Co-scripted with Reichardt’s regular writing collaborator Jon Raymond, Night Moves is anchored by a performance of bristling intensity from an uncharacteristically taciturn Jesse Eisenberg, with excellent support from Dakota Fanning and Peter Sarsgaard.
Working with a name cast and more conventional narrative in no way compromises the director’s strengths: The detached yet compassionate gaze; the penetrating access to her characters’ despair; the seemingly casual attention to small but illuminating details; the indelible sense of place; the gracefully controlled camerawork. These assets are applied to a story that, as it develops, more and more starts resembling a 1970s political paranoia thriller.
As the film opens, planning is already at an advanced stage on a plot to blow up a hydroelectric dam in Oregon. The lack of general consensus on an effective course of action among environmentalists is quickly conveyed, before fragments of information come together to disclose the big statement that Josh (Eisenberg) and Dena (Fanning) are preparing to make. “People are going to start thinking,” says Josh with a naivety that comes back to gnaw at him. “Killing all the salmon just so you can run your f***ing iPod every second of your life.”
The principal logistics guy on the operation, Josh lives and works at a sustainable agriculture co-operative. Disillusioned rich college dropout Dena is bankrolling the protest. A former Marine, explosives expert Harmon (Sarsgaard) initially appears a tad gonzo and cavalier, but when complications arise he proves the most clear-headed of the three.

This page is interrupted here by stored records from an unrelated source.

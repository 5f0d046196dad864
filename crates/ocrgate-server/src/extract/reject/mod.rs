//! Enhanced request extractors with improved error handling.
//!
//! These are drop-in replacements for their standard axum counterparts whose
//! rejections are converted into the handler error type.

pub mod enhanced_json;
pub mod enhanced_multipart;

pub use self::enhanced_json::Json;
pub use self::enhanced_multipart::Multipart;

Scenes that might have been dispensed with briskly by other filmmakers instead are given fascinating close scrutiny. These include the purchase of a boat and the prickly negotiation to buy a large quantity of ammonium nitrate fertilizer from a by-the-book factory boss (James Le Gros). Moments of gentle humor also punctuate the tense buildup, notably a shot of a couple watching The Price is Right in their trailer, mere feet away from a spectacular lake; and an amusing encounter with a camper (Lew Temple) eager to strike up a friendly conversation during the trio’s final strategic huddle.

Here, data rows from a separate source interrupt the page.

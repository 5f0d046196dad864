//! HTTP error handling with builder pattern for dynamic error responses.

use std::borrow::Cow;
use std::fmt;

use axum::http::StatusCode;
use axum::response::{IntoResponse, Response};

use crate::handler::response::ErrorResponse;

/// The error type for HTTP handlers in the server.
///
/// The message replaces the kind's default text in the `{"error"}` body;
/// the context is kept for logs and never sent to the client.
#[derive(Clone)]
#[must_use = "errors do nothing unless serialized"]
pub struct Error<'a> {
    kind: ErrorKind,
    message: Option<Cow<'a, str>>,
    context: Option<Cow<'a, str>>,
}

impl Error<'static> {
    /// Creates a new [`Error`] with the specified kind.
    #[inline]
    pub fn new(kind: ErrorKind) -> Self {
        Self {
            kind,
            message: None,
            context: None,
        }
    }
}

impl<'a> Error<'a> {
    /// Attaches internal context information to the error.
    #[inline]
    pub fn with_context(self, context: impl Into<Cow<'a, str>>) -> Self {
        Self {
            context: Some(context.into()),
            ..self
        }
    }

    /// Sets the client-facing message.
    #[inline]
    pub fn with_message(self, message: impl Into<Cow<'a, str>>) -> Self {
        Self {
            message: Some(message.into()),
            ..self
        }
    }

    /// Returns the error kind.
    #[inline]
    pub fn kind(&self) -> ErrorKind {
        self.kind
    }

    /// Returns the context if present.
    #[inline]
    pub fn context(&self) -> Option<&str> {
        self.context.as_deref()
    }

    /// Returns the custom message if present.
    #[inline]
    pub fn message(&self) -> Option<&str> {
        self.message.as_deref()
    }

    /// Converts this error into a static version by cloning all borrowed data.
    pub fn into_static(self) -> Error<'static> {
        Error {
            kind: self.kind,
            message: self.message.map(|m| Cow::Owned(m.into_owned())),
            context: self.context.map(|c| Cow::Owned(c.into_owned())),
        }
    }
}

impl Default for Error<'static> {
    #[inline]
    fn default() -> Self {
        Self::new(ErrorKind::default())
    }
}

impl fmt::Debug for Error<'_> {
    fn fmt(&self, f: &mut fmt::Formatter<'_>) -> fmt::Result {
        let mut debug_struct = f.debug_struct("Error");
        debug_struct
            .field("kind", &self.kind)
            .field("status", &self.kind.status_code());

        if let Some(ref message) = self.message {
            debug_struct.field("message", message);
        }

        if let Some(ref context) = self.context {
            debug_struct.field("context", context);
        }

        debug_struct.finish()
    }
}

impl fmt::Display for Error<'_> {
    fn fmt(&self, f: &mut fmt::Formatter<'_>) -> fmt::Result {
        let response = self.kind.response();
        let message = self.message.as_deref().unwrap_or(&response.error);

        write!(f, "{} ({}): {}", self.kind, response.status, message)?;

        if let Some(ref context) = self.context {
            write!(f, " - {}", context)?;
        }

        Ok(())
    }
}

impl std::error::Error for Error<'_> {}

impl IntoResponse for Error<'_> {
    fn into_response(self) -> Response {
        let response: ErrorResponse<'_> = self.kind.response();

        match self.message {
            Some(message) => response.with_error(message).into_response(),
            None => response.into_response(),
        }
    }
}

impl From<ErrorKind> for Error<'static> {
    #[inline]
    fn from(kind: ErrorKind) -> Self {
        Self::new(kind)
    }
}

/// A specialized [`Result`] type for HTTP operations.
///
/// [`Result`]: std::result::Result
pub type Result<T, E = Error<'static>> = std::result::Result<T, E>;

/// Enumeration of all HTTP error kinds the service produces.
#[must_use = "error kinds do nothing unless used to create errors"]
#[derive(Debug, Default, Clone, Copy, PartialEq, Eq, Hash)]
#[derive(strum::IntoStaticStr)]
#[strum(serialize_all = "snake_case")]
pub enum ErrorKind {
    // 4xx Client Errors
    /// 400 Bad Request - A required input is absent or empty
    MissingInput,
    /// 400 Bad Request - Malformed JSON or multipart body
    BadRequest,
    /// 400 Bad Request - Upload is neither an image nor a PDF
    UnsupportedType,
    /// 404 Not Found - Unknown route
    NotFound,
    /// 413 Payload Too Large - Upload exceeds the configured limit
    PayloadTooLarge,

    // 5xx Server Errors
    /// 500 Internal Server Error - Upload could not be read or staged
    StorageFailure,
    /// 500 Internal Server Error - The OCR engine failed
    OcrFailure,
    /// 500 Internal Server Error - Timeouts, panics and other unexpected errors
    #[default]
    InternalServerError,
    /// 503 Service Unavailable - A dependency is unreachable
    ServiceUnavailable,
}

impl ErrorKind {
    /// Converts this error kind into a full [`Error`].
    #[inline]
    pub fn into_error(self) -> Error<'static> {
        Error::new(self)
    }

    /// Creates an [`Error`] with the specified context.
    #[inline]
    pub fn with_context<'a>(self, context: impl Into<Cow<'a, str>>) -> Error<'a> {
        Error {
            kind: self,
            message: None,
            context: Some(context.into()),
        }
    }

    /// Creates an [`Error`] with the specified message.
    #[inline]
    pub fn with_message<'a>(self, message: impl Into<Cow<'a, str>>) -> Error<'a> {
        Error {
            kind: self,
            message: Some(message.into()),
            context: None,
        }
    }

    /// Returns the HTTP status code for this error kind.
    #[inline]
    pub fn status_code(self) -> StatusCode {
        self.response().status
    }

    /// Returns the default response for this error kind.
    #[inline]
    pub fn response(self) -> ErrorResponse<'static> {
        match self {
            Self::MissingInput => ErrorResponse::MISSING_INPUT,
            Self::BadRequest => ErrorResponse::BAD_REQUEST,
            Self::UnsupportedType => ErrorResponse::UNSUPPORTED_TYPE,
            Self::NotFound => ErrorResponse::NOT_FOUND,
            Self::PayloadTooLarge => ErrorResponse::PAYLOAD_TOO_LARGE,
            Self::StorageFailure => ErrorResponse::STORAGE_FAILURE,
            Self::OcrFailure => ErrorResponse::OCR_FAILURE,
            Self::InternalServerError => ErrorResponse::INTERNAL_SERVER_ERROR,
            Self::ServiceUnavailable => ErrorResponse::SERVICE_UNAVAILABLE,
        }
    }
}

impl fmt::Display for ErrorKind {
    fn fmt(&self, f: &mut fmt::Formatter<'_>) -> fmt::Result {
        f.write_str(self.into())
    }
}

impl IntoResponse for ErrorKind {
    #[inline]
    fn into_response(self) -> Response {
        self.response().into_response()
    }
}

#[cfg(test)]
mod tests {
    use super::*;

    #[test]
    fn default_http_error() {
        let error = Error::default();
        assert_eq!(error.kind(), ErrorKind::InternalServerError);
        let response = error.into_response();
        assert_eq!(response.status(), StatusCode::INTERNAL_SERVER_ERROR);
    }

    #[test]
    fn status_mapping() {
        let cases = [
            (ErrorKind::MissingInput, StatusCode::BAD_REQUEST),
            (ErrorKind::BadRequest, StatusCode::BAD_REQUEST),
            (ErrorKind::UnsupportedType, StatusCode::BAD_REQUEST),
            (ErrorKind::NotFound, StatusCode::NOT_FOUND),
            (ErrorKind::PayloadTooLarge, StatusCode::PAYLOAD_TOO_LARGE),
            (ErrorKind::StorageFailure, StatusCode::INTERNAL_SERVER_ERROR),
            (ErrorKind::OcrFailure, StatusCode::INTERNAL_SERVER_ERROR),
            (ErrorKind::InternalServerError, StatusCode::INTERNAL_SERVER_ERROR),
            (ErrorKind::ServiceUnavailable, StatusCode::SERVICE_UNAVAILABLE),
        ];

        for (kind, status) in cases {
            assert_eq!(kind.status_code(), status, "{kind}");
            assert_eq!(kind.into_error().into_response().status(), status);
        }
    }

    #[test]
    fn error_builder_chaining() {
        let error = ErrorKind::OcrFailure
            .with_message("ocr recognition failed: boom")
            .with_context("engine returned 500");

        assert_eq!(error.kind(), ErrorKind::OcrFailure);
        assert_eq!(error.message(), Some("ocr recognition failed: boom"));
        assert_eq!(error.context(), Some("engine returned 500"));
    }

    #[test]
    fn std_fmt_display() {
        let error = ErrorKind::UnsupportedType
            .with_message("unsupported file type")
            .with_context("text/csv");

        let display = format!("{}", error);
        assert!(display.contains("unsupported_type"));
        assert!(display.contains("400"));
        assert!(display.contains("text/csv"));
    }

    #[test]
    fn error_into_static() {
        let message = String::from("borrowed message");
        let error = ErrorKind::BadRequest.with_message(message.as_str());
        let error = error.into_static();
        drop(message);

        assert_eq!(error.message(), Some("borrowed message"));
    }
}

All this patiently paves the way for nail-biting coverage of the plan’s execution. Accompanied by the darkening strains of composer Jeff Grace’s score, the almost Hitchcockian sequence is made even more unsettling by the smart decision to confirm the mission’s completion only via the distant noise of the explosion.

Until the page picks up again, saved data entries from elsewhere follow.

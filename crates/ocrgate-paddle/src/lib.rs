#![forbid(unsafe_code)]
#![cfg_attr(docsrs, feature(doc_cfg))]
#![doc = include_str!("../README.md")]

//! # ocrgate-paddle
//!
//! HTTP client for PaddleX OCR serving pipelines.
//!
//! ## Features
//!
//! - **Client**: posts files or URLs to the pipeline's `/ocr` endpoint
//! - **Type Safety**: strongly-typed request and response envelopes
//! - **Observability**: structured logging with per-module tracing targets

use std::time::Duration;

/// Logging target for PaddleX client operations.
pub const PADDLEX_TARGET: &str = "ocrgate_paddle::client";

/// Logging target for OCR pipeline calls.
pub const PADDLEOCR_TARGET: &str = "ocrgate_paddle::ocr";

pub mod client;
mod types;

pub use client::{PdClient, PdConfig, PdConfigBuilder};
pub use types::{FileType, OcrOutput, OcrPageResult, OcrRequest, PrunedResult};

/// Result type for all PaddleX operations in this crate.
pub type Result<T, E = Error> = std::result::Result<T, E>;

/// Error types for PaddleX operations.
#[derive(Debug, thiserror::Error)]
pub enum Error {
    /// HTTP client errors (connection, timeout, etc.)
    #[error("HTTP error: {0}")]
    Http(#[from] reqwest::Error),

    /// The pipeline returned an error envelope or a non-success status.
    #[error("API error (status {status}): {message}")]
    Api {
        /// HTTP status code, or the envelope's `errorCode`
        status: u16,
        /// Error message from the API
        message: String,
    },

    /// Invalid or malformed API response
    #[error("Invalid response: {message}")]
    InvalidResponse {
        /// Description of what's invalid
        message: String,
        /// Optional raw response body for debugging
        body: Option<String>,
    },

    /// Serialization/deserialization errors
    #[error("Serialization error: {0}")]
    Serialization(#[from] serde_json::Error),

    /// Configuration errors
    #[error("Configuration error: {message}")]
    Config {
        /// Description of the configuration problem
        message: String,
    },

    /// Request timeout
    #[error("Request timed out after {timeout:?}")]
    Timeout {
        /// Duration before timeout occurred
        timeout: Duration,
    },

    /// Service unavailable
    #[error("Service unavailable: {message}")]
    ServiceUnavailable {
        /// Description of the unavailability
        message: String,
    },

    /// File I/O errors
    #[error("File I/O error: {0}")]
    Io(#[from] std::io::Error),

    /// Unsupported file format or operation
    #[error("Unsupported: {message}")]
    Unsupported {
        /// Description of what's unsupported
        message: String,
    },

    /// Invalid input data
    #[error("Invalid input: {message}")]
    InvalidInput {
        /// Description of what's invalid
        message: String,
    },
}

impl Error {
    /// Create an API error
    pub fn api(status: u16, message: impl Into<String>) -> Self {
        Self::Api {
            status,
            message: message.into(),
        }
    }

    /// Create an invalid response error
    pub fn invalid_response(message: impl Into<String>, body: Option<String>) -> Self {
        Self::InvalidResponse {
            message: message.into(),
            body,
        }
    }

    /// Create a configuration error
    pub fn config(message: impl Into<String>) -> Self {
        Self::Config {
            message: message.into(),
        }
    }

    /// Create a timeout error
    pub fn timeout(timeout: Duration) -> Self {
        Self::Timeout { timeout }
    }

    /// Create a service unavailable error
    pub fn service_unavailable(message: impl Into<String>) -> Self {
        Self::ServiceUnavailable {
            message: message.into(),
        }
    }

    /// Create an unsupported error
    pub fn unsupported(message: impl Into<String>) -> Self {
        Self::Unsupported {
            message: message.into(),
        }
    }

    /// Create an invalid input error
    pub fn invalid_input(message: impl Into<String>) -> Self {
        Self::InvalidInput {
            message: message.into(),
        }
    }

    /// Get the HTTP status code if this is an HTTP/API error
    pub fn status_code(&self) -> Option<u16> {
        match self {
            Error::Api { status, .. } => Some(*status),
            Error::Http(err) => err.status().map(|s| s.as_u16()),
            _ => None,
        }
    }

    /// Get the error category for logging
    pub fn category(&self) -> &'static str {
        match self {
            Error::Http(_) => "http",
            Error::Api { .. } => "api",
            Error::InvalidResponse { .. } => "invalid_response",
            Error::Serialization(_) => "serialization",
            Error::Config { .. } => "config",
            Error::Timeout { .. } => "timeout",
            Error::ServiceUnavailable { .. } => "service_unavailable",
            Error::Io(_) => "io",
            Error::Unsupported { .. } => "unsupported",
            Error::InvalidInput { .. } => "invalid_input",
        }
    }

    /// Check if this is a client-side error (programming/configuration issue)
    pub fn is_client_error(&self) -> bool {
        match self {
            Error::Config { .. }
            | Error::InvalidInput { .. }
            | Error::Unsupported { .. }
            | Error::Serialization(_)
            | Error::Io(_) => true,
            Error::Api { status, .. } => (400..500).contains(status) && *status != 429,
            _ => false,
        }
    }

    /// Check if this is a server-side error
    pub fn is_server_error(&self) -> bool {
        match self {
            Error::ServiceUnavailable { .. } => true,
            Error::Api { status, .. } => (500..600).contains(status),
            _ => false,
        }
    }
}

The film switches gears from procedural to psychological drama in the aftermath as the co-conspirators separate and return to their normal lives, agreeing to avoid contact until things cool off. But when news reports reveal that a camper who was sleeping downstream from the dam has gone missing, Dena freaks, making Harmon and Josh increasingly nervous. She even develops a nasty case of hives, a physical manifestation of her remorse.
Reichardt perhaps spends too much time intimately observing Josh through the evolution of his doubt, guilt and panic, yielding patches where the director’s unhurried approach becomes frustrating. And the script fails to make a convincing case for the drastic action that provides the chilling climax.
But even if it’s more persuasive in setup than resolution, Night Moves raises stimulating questions about the value and cost of any destructive act, the delusions of unfocused idealism, and the ways a single unforeseen consequence can nullify intent. And Reichardt ends on a note of lingering ambiguity that feels just right.
The principal actors all make sharp impressions as characters that by design are more interesting than likable, and often downright smug until doused in cold reality. But the film’s ever-present fourth protagonist is the Oregon landscape, a significant assist in a story rooted in environmental angst. Pine-covered mountains, bursts of early-fall foliage, placid bodies of water and lush farmlands are captured by Christopher Blauvelt’s camera in crisp light and hypnotic slow pans, as are areas of scorched earth and denuded forest. The effect is both beautiful and disturbing.
Venue: Venice Film Festival (Competition; also in Toronto festival)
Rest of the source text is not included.